El día pasa tranquilamente, llega al fin y termina. Entonces, a la noche, todas se acomodan. Adriana, Nanda e Isabela quedaron encantadas con la estadía. Amaron el apartamento, es bastante confortable y amplio. Ellas se sienten como si estuvieran en el paraíso en comparación con la vida que llevaban antes. Ellas de hecho llegaron al palacio. Al día siguiente por la mañana, Nanda se despierta extrañando un poco, pero, de a poquito, se va acostumbrando. Adriana está maravillosamente bien; en realidad, ella ni se importa en recordar lo que pasó. Isabela está muy contenta y desea acompañar a la madre en la entrevista. Nanda se levanta, realiza sus higienes matinales, se arregla y viste una ropa simple y decente. Ella afirmó que irá sola, pero Isabela insiste en acompañarla.
Rhaila: Llévala, amiga, es solo la entrevista, ella es bien comportada, es una señorita.
Nanda: ¿Y si la señora que me va a entrevistar no aprueba?
Priscila: "Mi querida, la señora Solani es un ángel. No tengo familiaridad con ella, nunca conversé con ella, pero, de acuerdo con las informaciones que recibo, ella es la persona más encantadora del mundo.
"Nanda: No sé el motivo, pero, al hablar sobre esa familia, parece que mi corazón se dispara mil y una veces por minuto; no consigo explicar, apenas siento.

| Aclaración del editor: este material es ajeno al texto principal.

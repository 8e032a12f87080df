//! HTTP API数据模型

use axum::http::StatusCode;
use axum::response::{IntoResponse, Response};
use axum::Json;
use c3d_core::api::{ExecutionOutcome, ExecutionResult, GatewayError, LibraryImport};
use serde::{Deserialize, Serialize};

pub const API_VERSION: &str = "1.0.0";

// ============= Render =============

#[derive(Debug, Deserialize)]
pub struct RenderRequest {
    pub script: String,
    #[serde(default)]
    pub output_filename: Option<String>,
    /// 有符号类型，以便对负数给出明确的校验错误
    #[serde(default)]
    pub timeout_secs: Option<i64>,
}

#[derive(Debug, Serialize)]
pub struct RenderResponse {
    pub success: bool,
    pub output_paths: Vec<String>,
    /// 相对于临时根目录的路径，可通过 `/files/<path>` 下载
    pub files: Vec<String>,
    pub stdout: String,
    pub stderr: String,
    pub workdir: String,
    pub duration_ms: u64,
}

impl From<ExecutionResult> for RenderResponse {
    fn from(r: ExecutionResult) -> Self {
        Self {
            success: true,
            output_paths: r
                .output_paths
                .iter()
                .map(|p| p.to_string_lossy().into_owned())
                .collect(),
            files: r.files,
            stdout: r.stdout,
            stderr: r.stderr,
            workdir: r.workdir.to_string_lossy().into_owned(),
            duration_ms: r.duration_ms,
        }
    }
}

// ============= Load STL =============

#[derive(Debug, Deserialize)]
pub struct LoadStlQuery {
    pub file_path: String,
}

#[derive(Debug, Serialize)]
pub struct LoadStlResponse {
    pub success: bool,
    pub temp_filename: String,
    pub original_path: String,
    pub size: u64,
}

impl From<LibraryImport> for LoadStlResponse {
    fn from(i: LibraryImport) -> Self {
        Self {
            success: true,
            temp_filename: i.temp_filename,
            original_path: i.original_path.to_string_lossy().into_owned(),
            size: i.size,
        }
    }
}

// ============= Health =============

#[derive(Debug, Serialize)]
pub struct HealthResponse {
    pub status: String,
    pub frontend_available: bool,
    pub api_version: String,
    pub uptime_seconds: f64,
    pub requests_handled: u64,
    pub timestamp: String,
}

// ============= Error Handling =============

#[derive(Debug)]
pub enum HttpServerError {
    InvalidRequest(String),
    ScriptFailed {
        stdout: String,
        stderr: String,
        exit_code: Option<i32>,
    },
    Timeout {
        timeout_secs: u64,
        stdout: String,
        stderr: String,
    },
    NoOutput {
        stdout: String,
        stderr: String,
    },
    NotFound(String),
    Internal(String),
}

impl HttpServerError {
    /// 将非成功的执行结果映射为HTTP错误
    pub fn from_outcome(outcome: ExecutionOutcome) -> Option<Self> {
        match outcome {
            ExecutionOutcome::Success(_) => None,
            ExecutionOutcome::ScriptFailed {
                stdout,
                stderr,
                exit_code,
            } => Some(Self::ScriptFailed {
                stdout,
                stderr,
                exit_code,
            }),
            ExecutionOutcome::Timeout {
                timeout_secs,
                stdout,
                stderr,
            } => Some(Self::Timeout {
                timeout_secs,
                stdout,
                stderr,
            }),
            ExecutionOutcome::NoOutputProduced { stdout, stderr } => {
                Some(Self::NoOutput { stdout, stderr })
            }
        }
    }

    pub fn status(&self) -> StatusCode {
        match self {
            Self::InvalidRequest(_) | Self::ScriptFailed { .. } => StatusCode::BAD_REQUEST,
            Self::Timeout { .. } => StatusCode::REQUEST_TIMEOUT,
            Self::NotFound(_) => StatusCode::NOT_FOUND,
            Self::NoOutput { .. } | Self::Internal(_) => StatusCode::INTERNAL_SERVER_ERROR,
        }
    }
}

impl From<GatewayError> for HttpServerError {
    fn from(err: GatewayError) -> Self {
        match err {
            GatewayError::Validation(msg) => Self::InvalidRequest(msg),
            GatewayError::NotFound(msg) => Self::NotFound(msg),
            other => {
                tracing::error!(error = %other, "gateway internal error");
                Self::Internal(other.to_string())
            }
        }
    }
}

impl IntoResponse for HttpServerError {
    fn into_response(self) -> Response {
        let status = self.status();
        let body = match self {
            Self::InvalidRequest(msg) => serde_json::json!({
                "success": false,
                "error": msg,
                "error_code": "INVALID_REQUEST",
            }),
            Self::ScriptFailed {
                stdout,
                stderr,
                exit_code,
            } => serde_json::json!({
                "success": false,
                "error": format!("Script failed: {}", stderr.trim_end()),
                "error_code": "SCRIPT_FAILED",
                "stdout": stdout,
                "stderr": stderr,
                "exit_code": exit_code,
            }),
            Self::Timeout {
                timeout_secs,
                stdout,
                stderr,
            } => serde_json::json!({
                "success": false,
                "error": format!("Script execution timed out after {timeout_secs}s"),
                "error_code": "TIMEOUT",
                "stdout": stdout,
                "stderr": stderr,
            }),
            Self::NoOutput { stdout, stderr } => serde_json::json!({
                "success": false,
                "error": "No output files generated",
                "error_code": "NO_OUTPUT",
                "stdout": stdout,
                "stderr": stderr,
            }),
            Self::NotFound(msg) => serde_json::json!({
                "success": false,
                "error": msg,
                "error_code": "NOT_FOUND",
            }),
            Self::Internal(msg) => serde_json::json!({
                "success": false,
                "error": msg,
                "error_code": "INTERNAL_ERROR",
            }),
        };

        (status, Json(body)).into_response()
    }
}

Adriana: Dios siempre tuvo propósitos, ¿y quién sabe si eso no es una señal de lo que Él desea para tu vida?
Nanda: "Allá vienes tú con esa idea de nuevo, ay, no. Apenas deseo trabajar y proporcionar un sustento mejor para nosotras tres, madre.
Adriana permanece en silencio, sin decir más nada, pero siente, del fondo del alma, que ese empleo va a transformar la vida de Nanda completamente. Tras mucha insistencia, Nanda decide llevar a Isabela. Todas toman café juntas. Adriana permanece en el apartamento. Rhaila y Priscila salen para trabajar. Rhaila envió la dirección para Nanda, que toma un Uber rumbo a la mansión de los Francos.